> [WHAT IS EXPECTED]: The answer must consist of each line below that contains the word "self", copied in full.

> [SOURCE DATA]:
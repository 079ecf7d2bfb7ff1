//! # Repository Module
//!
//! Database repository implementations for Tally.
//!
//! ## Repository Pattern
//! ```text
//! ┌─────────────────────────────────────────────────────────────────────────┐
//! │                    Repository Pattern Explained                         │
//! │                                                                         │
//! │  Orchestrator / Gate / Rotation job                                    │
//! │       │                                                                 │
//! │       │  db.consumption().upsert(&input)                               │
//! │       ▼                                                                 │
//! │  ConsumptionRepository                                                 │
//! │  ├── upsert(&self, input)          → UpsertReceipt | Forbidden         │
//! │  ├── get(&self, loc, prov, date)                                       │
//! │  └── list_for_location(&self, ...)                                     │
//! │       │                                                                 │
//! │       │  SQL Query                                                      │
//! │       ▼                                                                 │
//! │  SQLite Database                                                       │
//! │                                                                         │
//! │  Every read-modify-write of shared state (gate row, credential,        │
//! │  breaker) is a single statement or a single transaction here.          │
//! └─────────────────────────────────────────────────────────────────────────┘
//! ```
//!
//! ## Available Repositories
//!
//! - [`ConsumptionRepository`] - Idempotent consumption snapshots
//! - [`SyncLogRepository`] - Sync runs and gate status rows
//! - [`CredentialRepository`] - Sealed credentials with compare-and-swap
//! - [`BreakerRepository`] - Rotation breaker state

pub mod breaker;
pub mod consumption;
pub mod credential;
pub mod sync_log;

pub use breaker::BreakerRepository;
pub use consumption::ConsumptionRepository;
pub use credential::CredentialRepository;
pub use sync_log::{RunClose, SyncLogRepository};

> [RESPONSE AREA]:
//! │  ├── upsert(&self, input)          → UpsertReceipt | Forbidden         │
//! │  ├── get(&self, loc, prov, date)                                       │
//! │  └── list_for_location(&self, ...)                                     │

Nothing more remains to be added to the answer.